> [About this task]:
For these records, count the lines containing the word "only" and respond with the number alone.

> [Information given]:

+ + + + +

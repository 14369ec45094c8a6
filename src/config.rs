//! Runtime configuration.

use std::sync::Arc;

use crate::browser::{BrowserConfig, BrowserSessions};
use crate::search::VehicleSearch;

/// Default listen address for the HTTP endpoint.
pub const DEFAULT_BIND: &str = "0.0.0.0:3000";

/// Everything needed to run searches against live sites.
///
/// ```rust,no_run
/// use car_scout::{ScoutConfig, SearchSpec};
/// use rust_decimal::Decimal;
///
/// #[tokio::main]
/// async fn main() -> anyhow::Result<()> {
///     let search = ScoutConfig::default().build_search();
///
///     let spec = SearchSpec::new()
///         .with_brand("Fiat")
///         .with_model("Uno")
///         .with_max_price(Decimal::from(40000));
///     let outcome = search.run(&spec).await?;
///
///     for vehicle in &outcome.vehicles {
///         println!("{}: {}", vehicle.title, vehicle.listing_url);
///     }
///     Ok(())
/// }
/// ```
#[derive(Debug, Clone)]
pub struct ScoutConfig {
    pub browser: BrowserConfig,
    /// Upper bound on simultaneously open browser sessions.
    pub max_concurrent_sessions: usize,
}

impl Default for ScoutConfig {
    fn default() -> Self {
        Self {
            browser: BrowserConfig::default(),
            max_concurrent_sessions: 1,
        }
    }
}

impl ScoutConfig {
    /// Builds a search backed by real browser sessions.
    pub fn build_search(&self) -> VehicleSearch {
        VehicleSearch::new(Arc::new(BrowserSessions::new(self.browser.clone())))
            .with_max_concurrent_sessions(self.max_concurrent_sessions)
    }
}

+ + + + +

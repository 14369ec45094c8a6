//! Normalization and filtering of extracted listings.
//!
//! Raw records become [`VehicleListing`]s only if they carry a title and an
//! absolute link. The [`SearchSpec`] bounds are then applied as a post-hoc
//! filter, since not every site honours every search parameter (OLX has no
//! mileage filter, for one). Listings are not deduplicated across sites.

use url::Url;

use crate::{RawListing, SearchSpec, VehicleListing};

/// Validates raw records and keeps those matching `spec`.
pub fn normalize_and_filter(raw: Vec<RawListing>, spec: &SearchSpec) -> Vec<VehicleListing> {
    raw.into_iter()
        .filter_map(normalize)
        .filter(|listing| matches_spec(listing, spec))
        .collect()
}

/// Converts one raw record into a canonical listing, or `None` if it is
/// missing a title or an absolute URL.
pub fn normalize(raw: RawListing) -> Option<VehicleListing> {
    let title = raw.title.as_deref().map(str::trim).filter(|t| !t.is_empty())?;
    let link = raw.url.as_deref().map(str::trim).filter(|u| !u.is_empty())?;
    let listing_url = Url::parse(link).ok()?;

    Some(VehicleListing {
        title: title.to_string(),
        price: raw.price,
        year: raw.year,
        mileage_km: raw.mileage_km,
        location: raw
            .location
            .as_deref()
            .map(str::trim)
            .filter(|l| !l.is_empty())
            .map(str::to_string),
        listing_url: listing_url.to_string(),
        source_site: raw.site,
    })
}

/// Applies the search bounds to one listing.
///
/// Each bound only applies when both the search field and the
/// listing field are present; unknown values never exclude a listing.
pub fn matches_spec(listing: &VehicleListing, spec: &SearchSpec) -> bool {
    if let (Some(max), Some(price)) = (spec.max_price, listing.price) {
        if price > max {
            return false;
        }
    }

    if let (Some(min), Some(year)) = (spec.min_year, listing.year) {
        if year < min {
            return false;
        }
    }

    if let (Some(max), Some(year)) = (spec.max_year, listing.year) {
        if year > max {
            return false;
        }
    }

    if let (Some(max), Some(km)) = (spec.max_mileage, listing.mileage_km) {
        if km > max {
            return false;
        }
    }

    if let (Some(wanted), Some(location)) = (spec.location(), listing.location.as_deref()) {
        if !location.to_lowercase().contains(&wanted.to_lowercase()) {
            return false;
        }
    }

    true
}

+ + + + +

> [Response for this exercise]:
2